19. The demand for a poll may, before the poll is taken, be withdrawn but only with the consent of the Chairperson and a demand so withdrawn shall not be taken to have invalidated the result of a show of hands declared before the demand was made.

20. A poll shall be taken as the Chairperson directs and he or she may appoint scrutineers (who need not be members) and fix a time and place for declaring the result of the poll. The result of the poll shall be deemed to be the resolution of the meeting at which the poll was demanded.

21. In the case of an equality of votes, whether on a show of hands or on a poll, the Chairperson shall be entitled to a casting vote in addition to any other vote he or she may have.

22. A poll demanded on the election of a Chairperson or on a question of adjournment shall be taken forthwith. A poll demanded on any other question shall be taken either forthwith or at such time and place as the Chairperson directs not being more than thirty days after the poll is demanded. The demand for a poll shall not prevent the continuance of a meeting for the transaction of any business other than the question on which the poll was demanded. If a poll is demanded before the declaration of the result of a show of hands and the demand is duly withdrawn, the meeting shall continue as if the demand has not been made.

23. No notice need be given of a poll not taken forthwith if the time and place at which it is to be taken are announced at the meeting at which it is demanded. In any other case at least seven clear days' notice shall be given specifying the time and place at which the poll is to be taken.

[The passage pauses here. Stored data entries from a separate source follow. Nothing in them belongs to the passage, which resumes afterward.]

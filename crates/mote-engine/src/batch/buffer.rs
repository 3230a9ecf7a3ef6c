use super::Quad;
use super::geometry::{self, FLOATS_PER_QUAD, FLOATS_PER_VERTEX, INDICES_PER_QUAD};

/// Default slot count shared by the vertex and index arrays (150 quads per flush).
pub const MAX_PRIMITIVES: usize = 3000;

/// Slot counts for the two batch arrays.
///
/// The default couples both arrays to [`MAX_PRIMITIVES`] slots even though a quad
/// costs 20 vertex scalars but only 6 indices, so the vertex array is always the
/// binding limit. Use [`BatchCapacity::new`] to size them independently.
#[derive(Debug, Copy, Clone, PartialEq, Eq)]
pub struct BatchCapacity {
    /// Number of `f32` vertex scalars.
    pub vertex_scalars: usize,
    /// Number of `u32` indices.
    pub indices: usize,
}

impl BatchCapacity {
    #[inline]
    pub const fn new(vertex_scalars: usize, indices: usize) -> Self {
        Self { vertex_scalars, indices }
    }

    /// Same slot count for both arrays.
    #[inline]
    pub const fn shared(slots: usize) -> Self {
        Self::new(slots, slots)
    }

    /// Whole quads that fit before the first rejected append.
    #[inline]
    pub const fn max_quads(self) -> usize {
        let by_vertices = self.vertex_scalars / FLOATS_PER_QUAD;
        let by_indices = self.indices / INDICES_PER_QUAD;
        if by_vertices < by_indices { by_vertices } else { by_indices }
    }
}

impl Default for BatchCapacity {
    fn default() -> Self {
        Self::shared(MAX_PRIMITIVES)
    }
}

/// Fixed-capacity vertex/index storage with write cursors.
///
/// Invariants:
/// - an append is accepted only if both `cursor + per_quad_cost <= capacity`
/// - a rejected append writes nothing and raises the full flag
/// - only `clear` lowers the flag and rewinds the cursors
pub struct BatchBuffer {
    vertices: Box<[f32]>,
    indices: Box<[u32]>,
    vertex_cursor: usize,
    index_cursor: usize,
    full: bool,
}

impl BatchBuffer {
    pub fn new(capacity: BatchCapacity) -> Self {
        Self {
            vertices: vec![0.0; capacity.vertex_scalars].into_boxed_slice(),
            indices: vec![0; capacity.indices].into_boxed_slice(),
            vertex_cursor: 0,
            index_cursor: 0,
            full: false,
        }
    }

    /// Appends a whole quad, or nothing.
    ///
    /// Returns `false` (and marks the buffer full) if either array lacks room.
    pub fn try_append(&mut self, quad: Quad) -> bool {
        let vertex_end = self.vertex_cursor + FLOATS_PER_QUAD;
        let index_end = self.index_cursor + INDICES_PER_QUAD;

        if vertex_end > self.vertices.len() || index_end > self.indices.len() {
            self.full = true;
            return false;
        }

        let base_vertex = (self.vertex_cursor / FLOATS_PER_VERTEX) as u32;
        geometry::emit_quad(
            quad,
            base_vertex,
            &mut self.vertices[self.vertex_cursor..vertex_end],
            &mut self.indices[self.index_cursor..index_end],
        );

        self.vertex_cursor = vertex_end;
        self.index_cursor = index_end;
        true
    }

    /// Set by the last rejected append, until the next `clear`.
    #[inline]
    pub fn is_full(&self) -> bool {
        self.full
    }

    /// Rewinds both cursors and lowers the full flag.
    ///
    /// Anything not yet flushed is discarded.
    #[inline]
    pub fn clear(&mut self) {
        self.vertex_cursor = 0;
        self.index_cursor = 0;
        self.full = false;
    }

    /// Written prefix of the vertex array.
    #[inline]
    pub fn vertex_slice(&self) -> &[f32] {
        &self.vertices[..self.vertex_cursor]
    }

    /// Written prefix of the index array.
    #[inline]
    pub fn index_slice(&self) -> &[u32] {
        &self.indices[..self.index_cursor]
    }

    #[inline]
    pub fn quad_count(&self) -> usize {
        self.index_cursor / INDICES_PER_QUAD
    }

    #[inline]
    pub fn is_empty(&self) -> bool {
        self.index_cursor == 0
    }

    #[inline]
    pub fn capacity(&self) -> BatchCapacity {
        BatchCapacity::new(self.vertices.len(), self.indices.len())
    }
}

#[cfg(test)]
mod tests {
    use super::*;
    use crate::coords::Vec2;

    fn quad(i: usize) -> Quad {
        let f = i as f32;
        Quad::new(Vec2::new(1.0 + f, 2.0), Vec2::new(f * 10.0, -f))
    }

    fn fill(buf: &mut BatchBuffer, n: usize) -> usize {
        (0..n).filter(|&i| buf.try_append(quad(i))).count()
    }

    // ── capacity ──────────────────────────────────────────────────────────

    #[test]
    fn default_capacity_holds_150_quads() {
        let mut buf = BatchBuffer::new(BatchCapacity::default());
        assert_eq!(BatchCapacity::default().max_quads(), 150);
        assert_eq!(fill(&mut buf, 150), 150);
        assert!(!buf.is_full());
        assert!(!buf.try_append(quad(150)));
        assert!(buf.is_full());
    }

    #[test]
    fn boundary_is_floor_of_capacity_over_vertex_cost() {
        // 110 / 20 = 5 quads; 10 slots of slack are never used.
        let mut buf = BatchBuffer::new(BatchCapacity::shared(110));
        assert_eq!(fill(&mut buf, 5), 5);
        assert!(!buf.try_append(quad(5)));
        assert_eq!(buf.vertex_slice().len(), 100);
        assert_eq!(buf.index_slice().len(), 30);
    }

    #[test]
    fn exact_fit_accepts_last_quad() {
        let mut buf = BatchBuffer::new(BatchCapacity::shared(40));
        assert!(buf.try_append(quad(0)));
        assert!(buf.try_append(quad(1)));
        assert!(!buf.is_full());
        assert!(!buf.try_append(quad(2)));
    }

    #[test]
    fn index_array_can_be_the_binding_limit() {
        let cap = BatchCapacity::new(1000, 13);
        assert_eq!(cap.max_quads(), 2);
        let mut buf = BatchBuffer::new(cap);
        assert_eq!(fill(&mut buf, 10), 2);
        assert!(buf.is_full());
        assert_eq!(buf.vertex_slice().len(), 40);
    }

    #[test]
    fn zero_capacity_rejects_everything() {
        let mut buf = BatchBuffer::new(BatchCapacity::shared(0));
        assert!(!buf.try_append(quad(0)));
        assert!(buf.is_full());
        assert!(buf.is_empty());
    }

    // ── append invariant ──────────────────────────────────────────────────

    #[test]
    fn rejected_append_leaves_no_trace() {
        let mut buf = BatchBuffer::new(BatchCapacity::shared(60));
        fill(&mut buf, 3);
        let vertices = buf.vertex_slice().to_vec();
        let indices = buf.index_slice().to_vec();

        for i in 3..10 {
            assert!(!buf.try_append(quad(i)));
        }

        assert_eq!(buf.vertex_slice(), vertices.as_slice());
        assert_eq!(buf.index_slice(), indices.as_slice());
        assert_eq!(buf.quad_count(), 3);
    }

    #[test]
    fn committed_quads_match_accepted_calls() {
        let mut buf = BatchBuffer::new(BatchCapacity::shared(100));
        let mut accepted = 0;
        for i in 0..12 {
            if buf.try_append(quad(i)) {
                accepted += 1;
            }
            assert_eq!(buf.quad_count(), accepted);
            assert_eq!(buf.vertex_slice().len(), accepted * FLOATS_PER_QUAD);
            assert_eq!(buf.index_slice().len(), accepted * INDICES_PER_QUAD);
        }
        assert_eq!(accepted, 5);
    }

    // ── indices ───────────────────────────────────────────────────────────

    #[test]
    fn indices_follow_batch_position() {
        let mut buf = BatchBuffer::new(BatchCapacity::default());
        fill(&mut buf, 20);
        for (k, tri) in buf.index_slice().chunks_exact(INDICES_PER_QUAD).enumerate() {
            let b = 4 * k as u32;
            assert_eq!(tri, &[b, b + 1, b + 3, b, b + 2, b + 3]);
        }
    }

    #[test]
    fn indices_restart_after_clear() {
        let mut buf = BatchBuffer::new(BatchCapacity::default());
        fill(&mut buf, 7);
        buf.clear();
        assert!(buf.try_append(quad(0)));
        assert_eq!(buf.index_slice(), &[0, 1, 3, 0, 2, 3]);
    }

    #[test]
    fn vertices_land_at_cursor() {
        let mut buf = BatchBuffer::new(BatchCapacity::default());
        buf.try_append(Quad::new(Vec2::new(1.0, 1.0), Vec2::zero()));
        buf.try_append(Quad::new(Vec2::new(2.0, 3.0), Vec2::new(1.0, 1.0)));
        let second = &buf.vertex_slice()[FLOATS_PER_QUAD..];
        assert_eq!(&second[..5], &[1.0, 1.0, 0.0, 0.0, 0.0]);
        assert_eq!(&second[15..], &[3.0, 4.0, 0.0, 1.0, 1.0]);
    }

    // ── clear ─────────────────────────────────────────────────────────────

    #[test]
    fn clear_is_idempotent() {
        let mut buf = BatchBuffer::new(BatchCapacity::shared(40));
        fill(&mut buf, 3);
        assert!(buf.is_full());

        buf.clear();
        buf.clear();

        assert!(!buf.is_full());
        assert!(buf.is_empty());
        assert!(buf.vertex_slice().is_empty());
        assert!(buf.index_slice().is_empty());
    }

    #[test]
    fn cleared_buffer_behaves_like_new() {
        let cap = BatchCapacity::shared(100);
        let mut used = BatchBuffer::new(cap);
        fill(&mut used, 9);
        used.clear();

        let mut fresh = BatchBuffer::new(cap);
        for i in 0..9 {
            assert_eq!(used.try_append(quad(i)), fresh.try_append(quad(i)));
        }
        assert_eq!(used.vertex_slice(), fresh.vertex_slice());
        assert_eq!(used.index_slice(), fresh.index_slice());
        assert_eq!(used.is_full(), fresh.is_full());
    }

    #[test]
    fn full_flag_persists_until_clear() {
        let mut buf = BatchBuffer::new(BatchCapacity::shared(20));
        assert!(buf.try_append(quad(0)));
        assert!(!buf.try_append(quad(1)));
        assert!(buf.is_full());
        assert!(buf.is_full());
        buf.clear();
        assert!(!buf.is_full());
    }
}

24. A resolution in writing executed by or on behalf of each member who would have been entitled to vote upon it, if it had been proposed at a General Meeting at which that member was present shall be as effectual as if it had been passed at a General Meeting duly convened and held and may consist of several instruments in the like form each executed by or on behalf of one or more members.

VOTES OF MEMBERS

25. Each Corporate Member shall have one vote. Associate and Honorary Members shall not be entitled to vote.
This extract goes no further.